Я снова молчу. Тогда он говорит прямо: «Есть идея: построить небольшой домик около вас, сеньор Орландо, со всеми удобствами, с холодильниками и кухней. И... возить туда американцев».

Я смотрю на него и улыбаюсь. Тогда он плюет на дипломатию и предлагает мне войти в пай. Не помню, какой процент он мне предлагал. Большие деньги!

«И только для начала, — говорит, — а потом дело пойдет еще лучше».

— Ну и что? — спросил Нельсон.

— Что? Да ничего. Бить я его не стал. Встал, поблагодарил за виски и пошел.

Так что, друг мой Нельсон, эти все проекты не новость для нас. Тяжко только сознавать, что рано или поздно эти деятели своего добьются. Но за одно могу поручиться: пока я жив, никаких туристов здесь не будет.

— А потом? — спросил Галон.

— Что «потом»? Когда я помру? Эх, когда я помру... Ну ладно! О чем говорить! К тому времени, когда я помру, тут, может, и индейцев не останется. И незачем сюда будет возить туристов.

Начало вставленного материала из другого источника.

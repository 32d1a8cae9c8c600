//! 规则引擎领域模型

use crate::operators::Operator;
use chrono::{DateTime, Utc};
use serde::{Deserialize, Serialize};
use serde_json::{Map, Value};
use std::fmt;
use uuid::Uuid;

/// 规则严重级别
#[derive(Debug, Clone, Copy, Default, PartialEq, Eq, Hash, Serialize, Deserialize)]
#[serde(rename_all = "UPPERCASE")]
pub enum Severity {
    Critical,
    High,
    #[default]
    Medium,
    Low,
}

impl fmt::Display for Severity {
    fn fmt(&self, f: &mut fmt::Formatter<'_>) -> fmt::Result {
        match self {
            Self::Critical => write!(f, "CRITICAL"),
            Self::High => write!(f, "HIGH"),
            Self::Medium => write!(f, "MEDIUM"),
            Self::Low => write!(f, "LOW"),
        }
    }
}

/// 修复策略类型
#[derive(Debug, Clone, Copy, Default, PartialEq, Eq, Serialize, Deserialize)]
#[serde(rename_all = "kebab-case")]
pub enum RemediationKind {
    Automatic,
    #[default]
    Manual,
    ApprovalRequired,
}

/// 修复策略描述
///
/// 引擎只透传 script 引用，从不执行。
#[derive(Debug, Clone, Default, Serialize, Deserialize)]
pub struct Remediation {
    #[serde(rename = "type", default)]
    pub kind: RemediationKind,
    #[serde(default)]
    pub instructions: String,
    #[serde(default, skip_serializing_if = "Option::is_none")]
    pub script: Option<String>,
}

/// 合规框架映射（纯描述性元数据，不参与评估）
#[derive(Debug, Clone, Serialize, Deserialize)]
#[serde(rename_all = "camelCase")]
pub struct FrameworkMapping {
    pub framework: String,
    pub control_id: String,
}

/// 规则定义
///
/// 编译后视为不可变；变更规则内容需要重新编译。
#[derive(Debug, Clone, Serialize, Deserialize)]
#[serde(rename_all = "camelCase")]
pub struct Rule {
    pub id: String,
    pub name: String,
    #[serde(default)]
    pub description: String,
    #[serde(default)]
    pub framework_mappings: Vec<FrameworkMapping>,
    #[serde(default)]
    pub severity: Severity,
    pub condition: Condition,
    #[serde(default)]
    pub remediation: Remediation,
    #[serde(default)]
    pub metadata: Map<String, Value>,
}

impl Rule {
    pub fn new(name: impl Into<String>, condition: Condition) -> Self {
        Self {
            id: Uuid::new_v4().to_string(),
            name: name.into(),
            description: String::new(),
            framework_mappings: Vec::new(),
            severity: Severity::default(),
            condition,
            remediation: Remediation::default(),
            metadata: Map::new(),
        }
    }
}

/// 条件树节点
///
/// 自底向上从规则文档构建，构建后不再变更，树结构天然有限无环。
#[derive(Debug, Clone, Serialize, Deserialize)]
#[serde(tag = "type", rename_all = "snake_case")]
pub enum Condition {
    /// 叶子比较条件
    Simple {
        field: String,
        #[serde(default, skip_serializing_if = "Option::is_none")]
        path: Option<String>,
        operator: Operator,
        /// exists/isEmpty 忽略期望值，文档中可省略
        #[serde(default)]
        value: Value,
    },
    /// 所有子条件都必须通过
    And { conditions: Vec<Condition> },
    /// 任一子条件通过即可
    Or { conditions: Vec<Condition> },
    /// 单个子条件取反
    Not { condition: Box<Condition> },
}

impl Condition {
    pub fn simple(field: impl Into<String>, operator: Operator, value: impl Into<Value>) -> Self {
        Self::Simple {
            field: field.into(),
            path: None,
            operator,
            value: value.into(),
        }
    }

    /// 带点号路径的叶子条件，如 `simple_at("control", "config.encryption.enabled", ...)`
    pub fn simple_at(
        field: impl Into<String>,
        path: impl Into<String>,
        operator: Operator,
        value: impl Into<Value>,
    ) -> Self {
        Self::Simple {
            field: field.into(),
            path: Some(path.into()),
            operator,
            value: value.into(),
        }
    }

    pub fn and(conditions: Vec<Condition>) -> Self {
        Self::And { conditions }
    }

    pub fn or(conditions: Vec<Condition>) -> Self {
        Self::Or { conditions }
    }

    pub fn negate(condition: Condition) -> Self {
        Self::Not {
            condition: Box::new(condition),
        }
    }
}

/// 评估上下文 - 提供给规则引擎的数据袋
///
/// 顶层按槽位命名（control、evidence、metadata 及引擎计算字段），
/// 槽位内部由字段解析器按点号路径访问。
#[derive(Debug, Clone, Default)]
pub struct EvaluationContext {
    slots: Map<String, Value>,
}

impl EvaluationContext {
    pub fn new() -> Self {
        Self::default()
    }

    /// 写入一个顶层槽位
    pub fn insert(&mut self, name: impl Into<String>, value: Value) {
        self.slots.insert(name.into(), value);
    }

    /// 链式构建用
    pub fn with(mut self, name: impl Into<String>, value: Value) -> Self {
        self.insert(name, value);
        self
    }

    /// 读取顶层槽位
    pub fn get(&self, name: &str) -> Option<&Value> {
        self.slots.get(name)
    }
}

/// 单次规则评估结果
///
/// error 非空表示该次评估未能得出结论，此时 passed 保持默认值 false，
/// 不应被解读为断言结果。
#[derive(Debug, Clone, Serialize, Deserialize)]
#[serde(rename_all = "camelCase")]
pub struct EvaluationResult {
    pub rule_id: String,
    pub control_id: String,
    pub passed: bool,
    pub evaluated_at: DateTime<Utc>,
    #[serde(default, skip_serializing_if = "Option::is_none")]
    pub details: Option<String>,
    #[serde(default, skip_serializing_if = "Option::is_none")]
    pub error: Option<String>,
}

impl EvaluationResult {
    pub fn new(rule_id: impl Into<String>, control_id: impl Into<String>) -> Self {
        Self {
            rule_id: rule_id.into(),
            control_id: control_id.into(),
            passed: false,
            evaluated_at: Utc::now(),
            details: None,
            error: None,
        }
    }

    /// 该结果是否真正完成了评估
    pub fn was_evaluated(&self) -> bool {
        self.error.is_none()
    }
}

/// 单个控制项的评估结果集合
#[derive(Debug, Clone, Serialize, Deserialize)]
#[serde(rename_all = "camelCase")]
pub struct ControlEvaluation {
    pub control_id: String,
    pub results: Vec<EvaluationResult>,
}

/// 批量评估汇总
///
/// passed/failed/errors 互斥，三者之和等于 total_rules（总评估次数）。
#[derive(Debug, Clone, Copy, Default, PartialEq, Eq, Serialize, Deserialize)]
#[serde(rename_all = "camelCase")]
pub struct EvaluationSummary {
    pub total_controls: usize,
    pub total_rules: usize,
    pub passed: usize,
    pub failed: usize,
    pub errors: usize,
}

/// 批量评估结果
#[derive(Debug, Clone, Serialize, Deserialize)]
#[serde(rename_all = "camelCase")]
pub struct BulkEvaluationResult {
    /// 按控制项输入顺序排列的结果（control_id → 结果列表）
    pub results: Vec<ControlEvaluation>,
    pub summary: EvaluationSummary,
    pub evaluated_at: DateTime<Utc>,
}

impl BulkEvaluationResult {
    /// 按控制项 ID 查找结果
    pub fn results_for(&self, control_id: &str) -> Option<&[EvaluationResult]> {
        self.results
            .iter()
            .find(|c| c.control_id == control_id)
            .map(|c| c.results.as_slice())
    }
}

...Еще один день подходил к концу. Приближалась тревожная ночь. Собиралась гроза. На юго-востоке небо заволакивало. Изредка, словно пробуя свои силы, набегал ветер. Где-то над Шавантиной снова полыхали зарницы. Когда одна из них вспыхнула особенно ярко, Орландо вздохнул и сказал, что если опять снесет черепицу над сараем, где стоит движок, то этот удар по годовому бюджету Парка станет непоправимым.